7 Mistakes You're Making with Your Credit Score (and How to Fix Them)
Let's be real for a second. If you're a Texas family trying to buy a home, finance a reliable truck, or just get a fair interest rate on anything: your credit score matters more than most people realize.
The hard truth? Most folks are making mistakes with their credit right now and don't even know it. These aren't complicated, Wall Street-level errors either. They're simple, everyday habits that chip away at your score month after month.
The good news? Every single one of these mistakes is fixable. And once you know what to look for, you can turn things around faster than you might think.
Here are the 7 most common credit score mistakes we see Texas families making: and exactly how to fix them.
Mistake #1: Making Late Payments (Even "Just Once")
Here's something that surprises a lot of people: payment history makes up 35% of your FICO score. That's the single biggest factor in your entire credit profile.
Missing even one payment by 30 days or more can knock your score down significantly. And here's the kicker: that late payment stays on your credit report for up to seven years.

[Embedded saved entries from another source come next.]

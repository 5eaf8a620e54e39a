//! API client error types.

use thiserror::Error;

/// Errors raised by the source and destination clients.
#[derive(Debug, Error)]
pub enum ApiError {
    /// The service answered with an error status.
    #[error("GitHub API rejected the request ({status}): {message}")]
    Rejected { status: u16, message: String },

    /// Any other transport or decoding failure.
    #[error("GitHub API error: {0}")]
    Transport(#[source] octocrab::Error),

    /// A fetched record could not be turned into a typed entity.
    #[error("Malformed {kind} record: {message}")]
    MalformedRecord { kind: &'static str, message: String },
}

impl From<octocrab::Error> for ApiError {
    fn from(error: octocrab::Error) -> Self {
        match error {
            octocrab::Error::GitHub { source, .. } => Self::Rejected {
                status: source.status_code.as_u16(),
                message: source.message,
            },
            other => Self::Transport(other),
        }
    }
}

impl ApiError {
    /// Returns true if the service refused the request, as opposed to the
    /// request never completing.
    #[must_use]
    pub fn is_rejection(&self) -> bool {
        matches!(self, Self::Rejected { .. })
    }
}
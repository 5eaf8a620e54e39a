//! Notification suppression.
//!
//! Mirroring creates a burst of issues and comments that would otherwise
//! email every watcher of the mirror repository.

use super::{Mirror, MirrorError};
use crate::client::{DestinationClient, SourceReader};
use crate::summary::RunSummary;
use tracing::{info, warn};

impl<S, D> Mirror<S, D>
where
    S: SourceReader,
    D: DestinationClient,
{
    /// Marks the mirror repository as ignored for every collaborator.
    ///
    /// # Errors
    ///
    /// Returns [`MirrorError::Api`] if a subscription update fails.
    pub async fn suppress_notifications(&self, summary: &mut RunSummary) -> Result<(), MirrorError> {
        info!(mirror = %self.mirror_name, "Suppressing notifications");

        for collaborator in self.identities.iter() {
            if self.dry_run {
                info!(login = %collaborator.login, "Would ignore mirror notifications");
                summary.notifications_suppressed += 1;
            } else if collaborator.session.update_subscription(true).await? {
                info!(login = %collaborator.login, "Ignored mirror notifications");
                summary.notifications_suppressed += 1;
            } else {
                warn!(
                    login = %collaborator.login,
                    "Subscription update did not ignore the mirror"
                );
            }
            self.pacer.wait().await;
        }

        Ok(())
    }
}
//! Label synchronization.

use super::{Mirror, MirrorError};
use crate::client::{DestinationClient, SourceReader};
use crate::summary::RunSummary;
use tracing::{info, warn};

impl<S, D> Mirror<S, D>
where
    S: SourceReader,
    D: DestinationClient,
{
    /// Copies every source label to the mirror by name and color.
    ///
    /// Labels carry no author, so the admin creates them all. A label the
    /// destination refuses (typically because it already exists) is logged
    /// and skipped.
    ///
    /// # Errors
    ///
    /// Returns [`MirrorError::Api`] if the source cannot be read or a
    /// request fails without a response.
    pub async fn sync_labels(&self, summary: &mut RunSummary) -> Result<(), MirrorError> {
        info!(source = %self.source_name, mirror = %self.mirror_name, "Mirroring labels");

        let labels = self.source.list_labels().await?;
        let admin = self.identities.admin();

        for label in &labels {
            info!(
                name = %label.name,
                color = %label.color,
                actor = %admin.login,
                dry_run = self.dry_run,
                "Creating label"
            );

            if self.dry_run {
                summary.labels_created += 1;
            } else {
                match admin.session.create_label(&label.name, &label.color).await {
                    Ok(()) => summary.labels_created += 1,
                    Err(e) if e.is_rejection() => {
                        warn!(name = %label.name, error = %e, "Label rejected, continuing");
                        summary.labels_rejected += 1;
                    }
                    Err(e) => return Err(e.into()),
                }
            }

            self.pacer.wait().await;
        }

        info!(count = labels.len(), "All labels mirrored");
        Ok(())
    }
}
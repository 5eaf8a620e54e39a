//! Issue migration.
//!
//! Each selected issue goes through the same fixed sequence:
//!
//! 1. Fetch the issue and append provenance (plus the commit list for pull
//!    requests).
//! 2. Open it on the mirror as the original author.
//! 3. Tag it `pull-request` if it was one, as the admin.
//! 4. Tag it `mirror`, as the admin.
//! 5. Replicate every comment in order, each as its original author.
//! 6. Close it if it is closed on the source, as the closer or the admin.
//!
//! A step that cannot resolve its acting identity aborts the whole run. A
//! half-migrated issue is harder to repair than a run restarted with a
//! narrower selector.

mod outcome;
mod stage;

pub use outcome::IssueOutcome;
pub use stage::MigrationStage;

use super::{Mirror, MirrorError};
use crate::client::{DestinationClient, SourceReader};
use crate::model::{Issue, MIRROR_LABEL, PULL_REQUEST_LABEL};
use crate::selector::IssueSelector;
use crate::summary::RunSummary;
use tracing::{debug, info, info_span, warn, Instrument};

/// Characters of a comment shown in its status line.
const EXCERPT_CHARS: usize = 30;

/// Shortens a comment body for status lines, cutting at a word boundary.
fn excerpt(body: &str) -> String {
    let body = body.trim();
    if body.chars().count() <= EXCERPT_CHARS {
        return body.to_string();
    }

    let cut: String = body.chars().take(EXCERPT_CHARS).collect();
    let cut = match cut.rfind(char::is_whitespace) {
        Some(index) if index > 0 => &cut[..index],
        _ => cut.as_str(),
    };
    format!("{}...", cut.trim_end())
}

impl<S, D> Mirror<S, D>
where
    S: SourceReader,
    D: DestinationClient,
{
    /// Migrates every issue the selector names, in selector order.
    ///
    /// # Errors
    ///
    /// Returns the first [`MirrorError`]; issues after it are not visited.
    pub async fn migrate_issues(
        &self,
        selector: &IssueSelector,
        summary: &mut RunSummary,
    ) -> Result<(), MirrorError> {
        info!(
            source = %self.source_name,
            mirror = %self.mirror_name,
            selector = %selector,
            "Mirroring issues"
        );

        for number in selector.numbers() {
            let outcome = self.migrate_issue(number).await?;
            summary.record_issue(&outcome);
        }

        info!("All selected issues mirrored");
        Ok(())
    }

    /// Migrates one issue through every stage.
    ///
    /// # Errors
    ///
    /// - [`MirrorError::UnknownIdentity`] if the author, a comment author or
    ///   the closer has no collaborator.
    /// - [`MirrorError::Api`] on any API failure.
    /// - [`MirrorError::Template`] if provenance text fails to render.
    pub async fn migrate_issue(&self, number: u64) -> Result<IssueOutcome, MirrorError> {
        let span = info_span!("migrate_issue", number, dry_run = self.dry_run);

        async {
            let issue = self.fetch_issue(number).await?;
            let mut outcome = IssueOutcome {
                number,
                title: issue.title.clone(),
                opened_by: String::new(),
                mirror_number: None,
                pull_request: issue.is_pull_request(),
                comments: 0,
                stage: MigrationStage::Fetched,
            };

            self.open_issue(&issue, &mut outcome).await?;

            if issue.is_pull_request() {
                self.tag(outcome.mirror_number, PULL_REQUEST_LABEL).await?;
                outcome.stage = MigrationStage::PullRequestTagged;
            }

            self.tag(outcome.mirror_number, MIRROR_LABEL).await?;
            outcome.stage = MigrationStage::MirrorTagged;

            outcome.comments = self.replicate_comments(number, outcome.mirror_number).await?;
            outcome.stage = MigrationStage::CommentsReplicated;

            if issue.is_closed() {
                self.close_issue(&issue, outcome.mirror_number).await?;
                outcome.stage = MigrationStage::Closed;
            }

            info!(stage = %outcome.stage, "Issue migrated");
            Ok(outcome)
        }
        .instrument(span)
        .await
    }

    /// Reads the issue and appends its provenance.
    async fn fetch_issue(&self, number: u64) -> Result<Issue, MirrorError> {
        let mut issue = self.source.get_issue(number).await?;

        let footer = self.renderer.issue_footer(&self.source_name, &issue)?;
        issue.body.push_str(&footer);

        if issue.is_pull_request() {
            let commits = self.source.list_pull_request_commits(number).await?;
            for commit in &commits {
                debug!(sha = %commit.sha, "Adding commit to issue body");
            }
            let commit_list = self.renderer.pull_request_commits(&commits)?;
            issue.body.push_str(&commit_list);
        }

        Ok(issue)
    }

    /// Creates the mirrored issue as its original author.
    async fn open_issue(&self, issue: &Issue, outcome: &mut IssueOutcome) -> Result<(), MirrorError> {
        let author = self.identities.resolve(&issue.author)?;
        let meta = issue.meta();
        info!(
            title = %issue.title,
            actor = %author.login,
            labels = %meta.joined_labels().unwrap_or_default(),
            assignee = meta.assignee.as_deref().unwrap_or_default(),
            milestone = meta.milestone,
            "Opening issue"
        );

        if !self.dry_run {
            let created = author
                .session
                .create_issue(&issue.title, &issue.body, &meta)
                .await?;
            if created != issue.number {
                warn!(
                    expected = issue.number,
                    created, "Mirror issue numbering is out of step with the source"
                );
            }
            outcome.mirror_number = Some(created);
        }
        outcome.opened_by = author.login.clone();
        outcome.stage = MigrationStage::Opened;

        self.pacer.wait().await;
        Ok(())
    }

    /// Adds one label to the mirrored issue as the admin.
    async fn tag(&self, mirror_number: Option<u64>, label: &str) -> Result<(), MirrorError> {
        let admin = self.identities.admin();
        info!(label, actor = %admin.login, "Adding label to issue");

        if let Some(number) = mirror_number {
            admin
                .session
                .add_labels(number, &[label.to_string()])
                .await?;
        }

        self.pacer.wait().await;
        Ok(())
    }

    /// Recreates the source comments in order, each as its author.
    async fn replicate_comments(
        &self,
        number: u64,
        mirror_number: Option<u64>,
    ) -> Result<usize, MirrorError> {
        let comments = self.source.list_issue_comments(number).await?;

        for comment in &comments {
            let author = self.identities.resolve(&comment.author)?;
            info!(
                actor = %author.login,
                excerpt = %excerpt(&comment.body),
                "Commenting on issue"
            );

            let body = format!("{}{}", comment.body, self.renderer.comment_footer(comment)?);
            if let Some(mirror_number) = mirror_number {
                author.session.add_comment(mirror_number, &body).await?;
            }

            self.pacer.wait().await;
        }

        Ok(comments.len())
    }

    /// Closes the mirrored issue as the original closer, or the admin.
    async fn close_issue(&self, issue: &Issue, mirror_number: Option<u64>) -> Result<(), MirrorError> {
        let closer = self.identities.resolve_or_admin(issue.closed_by.as_deref())?;
        info!(title = %issue.title, actor = %closer.login, "Closing issue");

        if let Some(mirror_number) = mirror_number {
            closer.session.close_issue(mirror_number).await?;
        }

        self.pacer.wait().await;
        Ok(())
    }
}
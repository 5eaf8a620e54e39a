//! Template rendering error types.

/// Template rendering error.
#[derive(Debug, thiserror::Error)]
pub enum TemplateError {
    /// Handlebars rendering error.
    #[error("Template rendering error: {0}")]
    RenderError(#[from] handlebars::RenderError),

    /// A provenance template failed to parse.
    #[error("Invalid '{name}' template: {source}")]
    RegistrationError {
        name: &'static str,
        #[source]
        source: Box<handlebars::TemplateError>,
    },
}
use std::io::Write;
use std::path::PathBuf;

use anyhow::{Context, Result};
use clap::{Parser, Subcommand};
use rust_htslib::bcf::{self, Read};
use tracing::info;

use varkit::reference::{ChromosomeCache, FaidxSource};
use varkit::variant::{
    ContigConfig, ContigExtractor, HomopolymerAnnotator, ProximityFilter, SkipStats,
    VariantRecord, VariantView, DEFAULT_WINDOW,
};
use varkit::vcf;

#[derive(Parser, Debug)]
#[command(
    name = "varkit",
    about = "Streaming filters over VCF records and a reference genome"
)]
struct Cli {
    #[command(subcommand)]
    command: Commands,
}

#[derive(Subcommand, Debug)]
enum Commands {
    /// Filter out entries within a minimum distance of each other.
    ///
    /// The input must be sorted by chromosome, then position. Prints the
    /// kept records as VCF to stdout.
    Dist {
        /// Input VCF/BCF.
        vcf: PathBuf,
        /// Minimum gap in bp required between kept records.
        #[arg(long, default_value_t = 0)]
        distance: u32,
        /// Canonicalize alleles before computing spans.
        #[arg(long)]
        trim: bool,
    },
    /// Annotate homopolymer run lengths (HRun INFO tag). Prints to stdout.
    Hprun {
        /// Reference FASTA, indexed with `samtools faidx`.
        reference: PathBuf,
        /// Input VCF/BCF.
        vcf: PathBuf,
        /// Reference context radius scanned around each indel.
        #[arg(long, default_value_t = DEFAULT_WINDOW)]
        window: usize,
    },
    /// Print flanking sequence windows around each variant as FASTA.
    Contigs {
        /// Reference FASTA, indexed with `samtools faidx`.
        reference: PathBuf,
        /// Input VCF/BCF.
        vcf: PathBuf,
        /// Bases of context on each side of the variant.
        #[arg(long, default_value_t = 50)]
        flank: usize,
        /// Canonicalize alleles before extracting.
        #[arg(long)]
        trim: bool,
        /// Do not emit the reference allele contig.
        #[arg(long)]
        no_reference: bool,
        /// Do not emit alternate allele contigs.
        #[arg(long)]
        no_alternates: bool,
        /// Skip alleles longer than this after trimming.
        #[arg(long)]
        max_allele_length: Option<usize>,
    },
}

fn main() -> Result<()> {
    tracing_subscriber::fmt()
        .with_env_filter(tracing_subscriber::EnvFilter::from_default_env())
        .with_writer(std::io::stderr)
        .init();

    let cli = Cli::parse();
    match cli.command {
        Commands::Dist {
            vcf,
            distance,
            trim,
        } => run_dist(vcf, distance, trim),
        Commands::Hprun {
            reference,
            vcf,
            window,
        } => run_hprun(reference, vcf, window),
        Commands::Contigs {
            reference,
            vcf,
            flank,
            trim,
            no_reference,
            no_alternates,
            max_allele_length,
        } => run_contigs(
            reference,
            vcf,
            ContigConfig {
                flank,
                trim,
                include_reference: !no_reference,
                include_alternates: !no_alternates,
                max_allele_len: max_allele_length,
            },
        ),
    }
}

/// Parsed record alongside its raw htslib carrier, so kept records are
/// re-emitted byte-for-byte.
struct SourcedRecord {
    variant: VariantRecord,
    raw: bcf::Record,
}

impl VariantView for SourcedRecord {
    fn variant(&self) -> &VariantRecord {
        &self.variant
    }
}

fn run_dist(vcf_path: PathBuf, distance: u32, trim: bool) -> Result<()> {
    let mut reader = vcf::open_reader(&vcf_path)?;
    let mut writer = vcf::passthrough_writer(&reader)?;

    let mut filter: ProximityFilter<SourcedRecord> = ProximityFilter::new(distance as i64, trim);
    let mut kept = Vec::new();
    let (mut total, mut written) = (0u64, 0u64);

    for record in reader.records() {
        let raw = record.context("failed to read VCF record")?;
        total += 1;
        let variant = vcf::variant_from_bcf(&raw)?;
        filter.push(SourcedRecord { variant, raw }, &mut kept)?;
        written += drain_kept(&mut writer, &mut kept)?;
    }
    filter.finish(&mut kept)?;
    written += drain_kept(&mut writer, &mut kept)?;

    info!(total, written, distance, trim, "proximity filter complete");
    Ok(())
}

fn drain_kept(writer: &mut bcf::Writer, kept: &mut Vec<SourcedRecord>) -> Result<u64> {
    let mut written = 0;
    for record in kept.drain(..) {
        let mut raw = record.raw;
        writer.translate(&mut raw);
        writer.write(&raw).context("cannot write record")?;
        written += 1;
    }
    Ok(written)
}

fn run_hprun(reference_path: PathBuf, vcf_path: PathBuf, window: usize) -> Result<()> {
    let reference = FaidxSource::from_path(&reference_path).with_context(|| {
        format!(
            "cannot open reference {} (build the index with: samtools faidx)",
            reference_path.display()
        )
    })?;
    let mut reader = vcf::open_reader(&vcf_path)?;
    let mut writer = vcf::hrun_writer(&reader)?;
    let annotator = HomopolymerAnnotator::new(window);

    let (mut total, mut annotated) = (0u64, 0u64);
    for record in reader.records() {
        let mut raw = record.context("failed to read VCF record")?;
        total += 1;
        let variant = vcf::variant_from_bcf(&raw)?;
        writer.translate(&mut raw);
        if let Some(run) = annotator.annotate(&variant, &reference)? {
            raw.push_info_integer(b"HRun", &[run as i32])
                .context("cannot set HRun annotation")?;
            annotated += 1;
        }
        writer.write(&raw).context("cannot write record")?;
    }

    info!(total, annotated, window, "homopolymer annotation complete");
    Ok(())
}

fn run_contigs(reference_path: PathBuf, vcf_path: PathBuf, config: ContigConfig) -> Result<()> {
    let extractor = ContigExtractor::new(config)?;
    let reference = FaidxSource::from_path(&reference_path).with_context(|| {
        format!(
            "cannot open reference {} (build the index with: samtools faidx)",
            reference_path.display()
        )
    })?;
    let mut cache = ChromosomeCache::new(reference);
    let mut reader = vcf::open_reader(&vcf_path)?;

    let stdout = std::io::stdout();
    let mut out = stdout.lock();
    let mut stats = SkipStats::default();
    let (mut total, mut contigs) = (0u64, 0u64);

    for record in reader.records() {
        let raw = record.context("failed to read VCF record")?;
        total += 1;
        let variant = vcf::variant_from_bcf(&raw)?;
        let chrom = cache.get(variant.rid, &variant.chrom)?;
        for contig in extractor.extract(&variant, chrom, &mut stats)? {
            writeln!(out, ">{}", contig.name)?;
            out.write_all(&contig.sequence)?;
            writeln!(out)?;
            contigs += 1;
        }
    }
    out.flush()?;

    info!(
        total,
        contigs,
        records_skipped = stats.records_skipped,
        alleles_skipped = stats.alleles_skipped,
        "contig extraction complete"
    );
    Ok(())
}
mod common;

use common::{record, MockReference};
use varkit::variant::HomopolymerAnnotator;

#[test]
fn deletion_inside_a_homopolymer_reports_remaining_run() {
    //                                        0123456789
    let reference = MockReference::new(&[("chr1", b"TTCAAAAGTT")]);
    // "CAA" -> "C": deletes two bases of the AAAA run, leaving two.
    let rec = record(0, "chr1", 2, "del", &[b"CAA", b"C"]);
    let annotator = HomopolymerAnnotator::default();
    assert_eq!(annotator.annotate(&rec, &reference).unwrap(), Some(2));
}

#[test]
fn insertion_between_run_copies_counts_both_sides() {
    //                                        0123456789
    let reference = MockReference::new(&[("chr1", b"GACACACGGT")]);
    // Insert "AC" in the middle of an (AC)3 run: copies on both sides of
    // the insertion point extend the unit cyclically.
    let rec = record(0, "chr1", 4, "ins", &[b"C", b"CAC"]);
    let annotator = HomopolymerAnnotator::default();
    assert_eq!(annotator.annotate(&rec, &reference).unwrap(), Some(6));
}

#[test]
fn run_never_exceeds_the_fetched_context() {
    let seq = vec![b'A'; 400];
    let reference = MockReference::new(&[("chr1", &seq)]);
    let rec = record(0, "chr1", 200, "ins", &[b"A", b"AA"]);
    let annotator = HomopolymerAnnotator::new(50);
    let run = annotator.annotate(&rec, &reference).unwrap().unwrap();
    // 50 bases upstream plus the inclusive 51-base downstream fetch.
    assert_eq!(run, 101);
}

#[test]
fn substitutions_and_multiallelics_are_left_alone() {
    let reference = MockReference::new(&[("chr1", b"AAAAAAAA")]);
    let annotator = HomopolymerAnnotator::default();

    let substitution = record(0, "chr1", 3, "sub", &[b"A", b"T"]);
    assert_eq!(annotator.annotate(&substitution, &reference).unwrap(), None);

    let multi = record(0, "chr1", 3, "multi", &[b"A", b"AT", b"AG"]);
    assert_eq!(annotator.annotate(&multi, &reference).unwrap(), None);
}
//! Reference genome access: a provider trait, the htslib-backed
//! implementation and a current-chromosome cache for sorted streams.

mod faidx;

pub use faidx::FaidxSource;

use thiserror::Error;

/// Errors raised by reference providers and their callers.
#[derive(Debug, Error)]
pub enum ReferenceError {
    /// The chromosome (or its index entry) is absent from the reference.
    #[error("cannot find chromosome '{0}' in the reference")]
    NotFound(String),
    /// A fetched region disagrees with the requested span; indicates a
    /// provider bug or a corrupted index.
    #[error("region {chrom}:{start}-{end} returned {actual} bases, expected {expected}")]
    SizeMismatch {
        /// Chromosome name requested.
        chrom: String,
        /// Inclusive region start.
        start: usize,
        /// Inclusive region end.
        end: usize,
        /// `end - start + 1`.
        expected: usize,
        /// Bases actually returned.
        actual: usize,
    },
    /// Failure in the underlying htslib reader.
    #[error("reference backend error: {0}")]
    Backend(#[from] rust_htslib::errors::Error),
}

/// Provider of reference bases by chromosome name.
///
/// Regions use inclusive coordinates on both ends; a successful `region`
/// call is expected to return exactly `end - start + 1` bases, and callers
/// verify this.
pub trait ReferenceSource {
    /// Full sequence of the named chromosome.
    fn chromosome(&self, name: &str) -> Result<Vec<u8>, ReferenceError>;

    /// Bases in the inclusive range `start..=end` of the named chromosome.
    fn region(&self, name: &str, start: usize, end: usize) -> Result<Vec<u8>, ReferenceError>;

    /// Length of the named chromosome.
    fn chromosome_length(&self, name: &str) -> Result<usize, ReferenceError>;
}

struct CachedChromosome {
    rid: u32,
    sequence: Vec<u8>,
}

/// Caches the current chromosome's sequence across consecutive records.
///
/// Sorted streams touch chromosomes in runs, so the cache holds exactly
/// one sequence and replaces it wholesale when the record's chromosome
/// identifier changes.
pub struct ChromosomeCache<S> {
    source: S,
    current: Option<CachedChromosome>,
}

impl<S: ReferenceSource> ChromosomeCache<S> {
    /// Wrap a reference source with a single-chromosome cache.
    pub fn new(source: S) -> Self {
        Self {
            source,
            current: None,
        }
    }

    /// The sequence for `name`, fetched only when `rid` differs from the
    /// cached chromosome's identifier.
    pub fn get(&mut self, rid: u32, name: &str) -> Result<&[u8], ReferenceError> {
        if !self.current.as_ref().is_some_and(|c| c.rid == rid) {
            let sequence = self.source.chromosome(name)?;
            self.current = Some(CachedChromosome { rid, sequence });
        }
        Ok(self
            .current
            .as_ref()
            .map(|c| c.sequence.as_slice())
            .unwrap_or_default())
    }
}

Think about that. One forgetful month in 2026 could still be haunting you in 2033.
How to fix it:
Set up autopay for at least the minimum payment on every account. Most banks and lenders offer this for free. You can also request payment reminder texts or emails so you never miss a due date again.
Already have late payments dragging you down? Check out our guide on how long late payments stay on your report and how to remove them.
Mistake #2: Maxing Out Your Credit Cards
This one catches a lot of well-meaning folks off guard. You might think, "I'm paying my bill on time, so what's the problem?"
The problem is something called your credit utilization ratio, basically, how much of your available credit you're actually using. This accounts for nearly 33% of your credit score.
Here's how it works: If you have a credit card with a $5,000 limit and you're carrying a $4,500 balance, your utilization is 90%. That's a red flag to lenders, even if you're making payments.

How to fix it:
The general rule? Keep your utilization below 30%: and below 10% if you really want to see your score climb. Pay off your full statement balance each month when possible. If you can't pay it all, pay as much as you can before your statement closes.
"Credit utilization is one of those things most people don't think about until it's already hurting them. The fix is simple: just use less of your available credit. Easier said than done, I know, but it makes a huge difference." : William Avery, Texas Credit Trail
Mistake #3: Closing Old Credit Card Accounts
You finally paid off that old credit card. Feels great, right? So you close the account to "clean things up."
Big mistake.
Closing an old account: especially one with a positive payment history: can actually hurt your score in two ways:
- It reduces your total available credit (which increases your utilization ratio)
- It shortens your credit history, which makes up about 15% of your score
How to fix it:
Keep those old accounts open, even if you're not using them. If you're worried about overspending, just cut up the card or lock it away. The account stays open, your credit history stays intact, and your available credit stays high.
Mistake #4: Applying for Too Much Credit at Once
We get it: when you need credit, you need credit. Maybe you're shopping for a new car, a credit card, and thinking about a personal loan all in the same month.
But here's what happens behind the scenes: every time you apply for credit, the lender pulls your credit report. That's called a hard inquiry, and too many of them in a short period sends a signal that you might be in financial trouble.

How to fix it:
Space out your credit applications. If you're rate shopping for a mortgage or auto loan, try to do all your applications within a 14-45 day window. Credit scoring models typically count those as a single inquiry since they know you're comparison shopping.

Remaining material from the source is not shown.